In the records below, find the line that contains "fn default() ->" and the line that contains "pub trait RootStrategy", then retype exactly those two lines and every line between them.
--- Records supplied ---
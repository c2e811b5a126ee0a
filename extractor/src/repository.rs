//! Local Maven repository discovery.
//!
//! The repository root is found by trying a fixed sequence of strategies and
//! keeping the first directory that exists and can be read:
//!
//! 1. [`SettingsFileStrategy`]: `<MAVEN_HOME>/conf/settings.xml`,
//!    element `/settings/localRepository`, with `${user.home}` expanded.
//! 2. [`UserHomeStrategy`]: `<user home>/.m2/repository`.
//!
//! Finding nothing is a normal outcome and yields an empty root list. The
//! outcome, empty or not, is cached by [`RepositoryLocator`] until
//! [`RepositoryLocator::reset`] is called.

use std::sync::Arc;

use bundle_common::fs::{is_readable_dir, is_readable_file};
use bundle_common::xml::{XmlError, extract_value};
use camino::Utf8PathBuf;
use log::{debug, trace};
use once_cell::sync::OnceCell;
use thiserror::Error;

use crate::env::{Environment, SystemEnvironment};

/// Errors raised while locating the repository root.
#[derive(Debug, Error)]
pub enum LocateError {
    /// The Maven settings file exists but could not be read or parsed.
    #[error("failed to read repository location from settings: {0}")]
    Settings(#[from] XmlError),
}

/// Names and conventions used to find the local repository.
///
/// The [`Default`] value describes a standard Maven installation.
#[derive(Debug, Clone, PartialEq, Eq)]
pub struct LocatorConfig {
    /// Variable naming the Maven installation directory.
    pub maven_home_var: String,
    /// Settings file location, relative to the Maven installation directory.
    pub settings_file: Utf8PathBuf,
    /// Element path holding the repository location inside the settings file.
    pub local_repository_tag: String,
    /// Token in the configured location that stands for the user's home.
    pub user_home_placeholder: String,
    /// Conventional repository location, relative to the user's home.
    pub default_repository: Utf8PathBuf,
}

impl Default for LocatorConfig {
    fn default() -> Self {
        Self {
            maven_home_var: "MAVEN_HOME".to_owned(),
            settings_file: Utf8PathBuf::from("conf").join("settings.xml"),
            local_repository_tag: "/settings/localRepository".to_owned(),
            user_home_placeholder: "${user.home}".to_owned(),
            default_repository: Utf8PathBuf::from(".m2").join("repository"),
        }
    }
}

/// One way of finding a repository root.
pub trait RootStrategy {
    /// Short name used in log messages.
    fn name(&self) -> &'static str;

    /// Returns a readable repository directory, or `None` when this strategy
    /// has no usable candidate.
    ///
    /// # Errors
    ///
    /// Returns an error only when an input that does exist cannot be read.
    fn locate(
        &self,
        env: &dyn Environment,
        config: &LocatorConfig,
    ) -> Result<Option<Utf8PathBuf>, LocateError>;
}

/// Reads the repository location from the Maven installation's settings.
#[derive(Debug, Clone, Copy, Default)]
pub struct SettingsFileStrategy;

impl RootStrategy for SettingsFileStrategy {
    fn name(&self) -> &'static str {
        "maven settings"
    }

    fn locate(
        &self,
        env: &dyn Environment,
        config: &LocatorConfig,
    ) -> Result<Option<Utf8PathBuf>, LocateError> {
        let Some(maven_home) = env.var(&config.maven_home_var) else {
            trace!("{} is not set", config.maven_home_var);
            return Ok(None);
        };
        let settings = Utf8PathBuf::from(maven_home).join(&config.settings_file);
        if !is_readable_file(&settings) {
            trace!("no readable settings file at {settings}");
            return Ok(None);
        }

        let Some(configured) = extract_value(&settings, &config.local_repository_tag)? else {
            trace!("{settings} does not set {}", config.local_repository_tag);
            return Ok(None);
        };
        let Some(expanded) = expand_user_home(configured.trim(), env, config) else {
            trace!("cannot expand {} in {configured}", config.user_home_placeholder);
            return Ok(None);
        };
        Ok(accept_dir(Utf8PathBuf::from(expanded)))
    }
}

/// Uses the conventional repository directory under the user's home.
#[derive(Debug, Clone, Copy, Default)]
pub struct UserHomeStrategy;

impl RootStrategy for UserHomeStrategy {
    fn name(&self) -> &'static str {
        "user home"
    }

    fn locate(
        &self,
        env: &dyn Environment,
        config: &LocatorConfig,
    ) -> Result<Option<Utf8PathBuf>, LocateError> {
        let Some(home) = user_home(env) else {
            return Ok(None);
        };
        Ok(accept_dir(home.join(&config.default_repository)))
    }
}

/// Finds and caches the local repository roots.
///
/// The first call to [`repository_roots`](Self::repository_roots) runs the
/// strategies; every later call returns the same shared list until
/// [`reset`](Self::reset). Concurrent first calls run the strategies once.
pub struct RepositoryLocator {
    env: Box<dyn Environment + Send + Sync>,
    config: LocatorConfig,
    strategies: Vec<Box<dyn RootStrategy + Send + Sync>>,
    roots: OnceCell<Arc<[Utf8PathBuf]>>,
}

impl RepositoryLocator {
    /// Creates a locator reading from `env` with the default Maven
    /// conventions and strategies.
    #[must_use]
    pub fn new(env: impl Environment + Send + Sync + 'static) -> Self {
        let strategies: Vec<Box<dyn RootStrategy + Send + Sync>> =
            vec![Box::new(SettingsFileStrategy), Box::new(UserHomeStrategy)];
        Self {
            env: Box::new(env),
            config: LocatorConfig::default(),
            strategies,
            roots: OnceCell::new(),
        }
    }

    /// Creates a locator over the real process environment.
    #[must_use]
    pub fn system() -> Self {
        Self::new(SystemEnvironment)
    }

    /// Replaces the lookup conventions.
    #[must_use]
    pub fn with_config(mut self, config: LocatorConfig) -> Self {
        self.config = config;
        self.roots = OnceCell::new();
        self
    }

    /// Replaces the strategy sequence. Strategies run in the given order.
    #[must_use]
    pub fn with_strategies(mut self, strategies: Vec<Box<dyn RootStrategy + Send + Sync>>) -> Self {
        self.strategies = strategies;
        self.roots = OnceCell::new();
        self
    }

    /// Returns the lookup conventions in use.
    #[must_use]
    pub const fn config(&self) -> &LocatorConfig {
        &self.config
    }

    /// Returns the repository roots, resolving them on first use.
    ///
    /// An empty list means no repository was found. The list is cached even
    /// when empty, so later changes to the environment or filesystem are not
    /// observed until [`reset`](Self::reset).
    ///
    /// # Errors
    ///
    /// Returns [`LocateError`] when a settings file exists but cannot be
    /// parsed. Nothing is cached in that case.
    pub fn repository_roots(&self) -> Result<Arc<[Utf8PathBuf]>, LocateError> {
        self.roots
            .get_or_try_init(|| self.resolve())
            .map(Arc::clone)
    }

    /// Forgets the cached roots so the next lookup starts afresh.
    pub fn reset(&mut self) {
        self.roots.take();
    }

    fn resolve(&self) -> Result<Arc<[Utf8PathBuf]>, LocateError> {
        for strategy in &self.strategies {
            if let Some(root) = strategy.locate(self.env.as_ref(), &self.config)? {
                debug!("local repository {root} found via {}", strategy.name());
                return Ok(Arc::from(vec![root]));
            }
        }
        debug!("no local repository found");
        Ok(Arc::from(Vec::new()))
    }
}

impl std::fmt::Debug for RepositoryLocator {
    fn fmt(&self, f: &mut std::fmt::Formatter<'_>) -> std::fmt::Result {
        f.debug_struct("RepositoryLocator")
            .field("config", &self.config)
            .field(
                "strategies",
                &self.strategies.iter().map(|s| s.name()).collect::<Vec<_>>(),
            )
            .field("roots", &self.roots.get())
            .finish_non_exhaustive()
    }
}

/// Returns the user's home directory when it exists and is valid UTF-8.
fn user_home(env: &dyn Environment) -> Option<Utf8PathBuf> {
    let Some(home) = env.home_dir() else {
        trace!("user home directory is unknown");
        return None;
    };
    Utf8PathBuf::from_path_buf(home)
        .inspect_err(|path| trace!("user home {} is not valid UTF-8", path.display()))
        .ok()
}

/// Substitutes the user-home placeholder in `configured`.
///
/// Returns `None` when the placeholder is present but the home directory is
/// unknown.
fn expand_user_home(
    configured: &str,
    env: &dyn Environment,
    config: &LocatorConfig,
) -> Option<String> {
    if !configured.contains(&config.user_home_placeholder) {
        return Some(configured.to_owned());
    }
    let home = user_home(env)?;
    Some(configured.replace(&config.user_home_placeholder, home.as_str()))
}

fn accept_dir(candidate: Utf8PathBuf) -> Option<Utf8PathBuf> {
    if is_readable_dir(&candidate) {
        Some(candidate)
    } else {
        trace!("{candidate} is not a readable directory");
        None
    }
}

#[cfg(test)]
#[path = "repository_tests.rs"]
mod tests;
---
— Result for this exercise —
    fn default() -> Self {
        Self {
            maven_home_var: "MAVEN_HOME".to_owned(),
            settings_file: Utf8PathBuf::from("conf").join("settings.xml"),
            local_repository_tag: "/settings/localRepository".to_owned(),
            user_home_placeholder: "${user.home}".to_owned(),
            default_repository: Utf8PathBuf::from(".m2").join("repository"),
        }
    }
}

/// One way of finding a repository root.
pub trait RootStrategy {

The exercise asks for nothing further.